Dans les rangs du cercle de la première “nouvelle droite” bruxelloise, la critique du réductionnisme et la volonté de rétablir une anthropologie plus réaliste et dégagée des lubies idéologiques du XIXe siècle quittera l’orbite de Koestler et de son Cheval dans la locomotive, pour se plonger dans l’œuvre du Prix Nobel Konrad Lorenz, notamment son ouvrage de vulgarisation, intitulé Les huit péchés capitaux de notre civilisation (Die acht Todsünde der zivilisierten Menschheit), où le biologiste annonce, pour l’humanité moderne, un risque réel de “mort tiède”, si les régimes politiques en place ne tiennent pas compte des véritables ressorts naturels de l’être humain. Nouvelle école ira d’ailleurs interviewer longuement Lorenz dans son magnifique repère autrichien. Plus tard, en dehors des cercles “néo-droitistes” en voie de constitution, Alexandre Soljénitsyne éclipsera Koestler, dès la seconde moitié des années 70. Avec le dissident russe, l’anti-communisme cesse d’être un tabou dans les débats politiques. Je retrouverai Koestler, en même temps qu’Orwell et Soljénitsyne, à la fin de la première décennie du XXIe siècle pour servir, à titre de conférencier, les bonnes oeuvres de mon ami genevois, Maître Pascal Junod, féru de littérature et grand lecteur devant l’éternel.
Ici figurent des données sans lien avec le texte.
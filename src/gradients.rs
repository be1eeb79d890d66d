//! Gradient Utilities
//!
//! Global gradient norm for monitoring and optional clipping for stability.
//!
//! ## Algorithm
//!
//! ```text
//! norm = √(Σ gradient²)  // over every parameter gradient
//! if norm > max_norm:
//!     gradients *= (max_norm / norm)
//! ```
//!
//! Every gradient is scaled by the same factor, so the update direction is
//! unchanged.
//!
//! ## Example
//!
//! ```rust
//! use vidcap::gradients::{clip_gradients, compute_grad_norm};
//! use vidcap::Tensor;
//!
//! let mut a = Tensor::new(vec![3.0], vec![1]);
//! let mut b = Tensor::new(vec![4.0], vec![1]);
//! assert_eq!(compute_grad_norm(&[&a, &b]), 5.0);
//!
//! clip_gradients(vec![&mut a, &mut b], 1.0);
//! assert!((a.data[0] - 0.6).abs() < 1e-6);
//! ```

use crate::tensor::Tensor;
use rayon::prelude::*;

/// L2 norm over all gradient tensors
pub fn compute_grad_norm(grads: &[&Tensor]) -> f32 {
    grads.iter().map(|g| g.sum_squares()).sum::<f32>().sqrt()
}

/// Scale gradients down so their global norm is at most `max_norm`
///
/// Returns the norm before clipping.
pub fn clip_gradients(mut grads: Vec<&mut Tensor>, max_norm: f32) -> f32 {
    let norm = {
        let views: Vec<&Tensor> = grads.iter().map(|g| &**g).collect();
        compute_grad_norm(&views)
    };

    if norm > max_norm {
        let scale = max_norm / norm;
        for g in grads.iter_mut() {
            g.data.par_iter_mut().for_each(|val| *val *= scale);
        }
    }
    norm
}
• Justement, je reviens à ma question, quel regard doit-on jeter sur la trajectoire d’Arthur Koestler aujourd’hui ?

Arthur Koestler est effectivement une “trajectoire”, une flèche qui traverse les périodes les plus effervescentes du XXe siècle : il le dit lui-même car le titre du premier volume de son autobiographie s’intitule, en anglais, Arrow in the Blue [1952] (en français : La corde raide [rééd. Belles Lettres, 2012, recension]). Enfant intéressé aux sciences physiques, le très jeune Koestler s’imaginait suivre la trajectoire d’une flèche traversant l’azur pour le mener vers un monde idéal. Mais dans la trajectoire qu’il a effectivement suivie, si on l’examine avec toute l’attention voulue, rien n’est simple. Koestler nait à Budapest sous la double monarchie austro-hongroise, dans une ambiance impériale et bon enfant, dans un monde gai, tourbillonnant allègrement au son des valses de Strauss. Il suivra, à 9 ans, avec son père, le défilé des troupes magyars partant vers le front de Serbie en 1914, acclamant les soldats du contingent, sûrs de revenir vite après une guerre courte, fraîche et joyeuse. Mais ce monde va s’effondrer en 1918 : le très jeune Koestler penche du côté de la dictature rouge de Bela Kun, parce que le gouvernement libéral lui a donné le pouvoir pour qu’il éveille le sentiment national des prolétaires bolchévisants et appelle ainsi les Hongrois du menu peuple à chasser les troupes roumaines envoyées par la France pour fragmenter définitivement la masse territoriale de l’Empire des Habsbourgs. Mais ses parents décident de déménager à Vienne, de quitter la Hongrie détachée de l’Empire. À Vienne, il adhère aux Burschenschaften (les Corporations étudiantes) sionistes car les autres n’acceptent pas les étudiants d’origine juive. Il s’y frotte à un sionisme de droite, inspiré par l’idéologue Max Nordau, théoricien d’une vision très nietzschéenne de la décadence. Koestler va vouloir jouer le jeu sioniste jusqu’au bout : il abandonne tout, brûle son livret d’étudiant et part en Palestine. Il y découvrira l’un des premiers kibboutzim, un véritable nid de misère au fin fond d’une vallée aride. Pour les colons juifs qui s’y accrochaient, c’était une sorte de nouveau phalanstérisme de gauche, regroupant des croyants d’une mouture nouvelle, attendant une parousie laïque et agrarienne sur une terre censée avoir appartenu à leurs ancêtres judéens.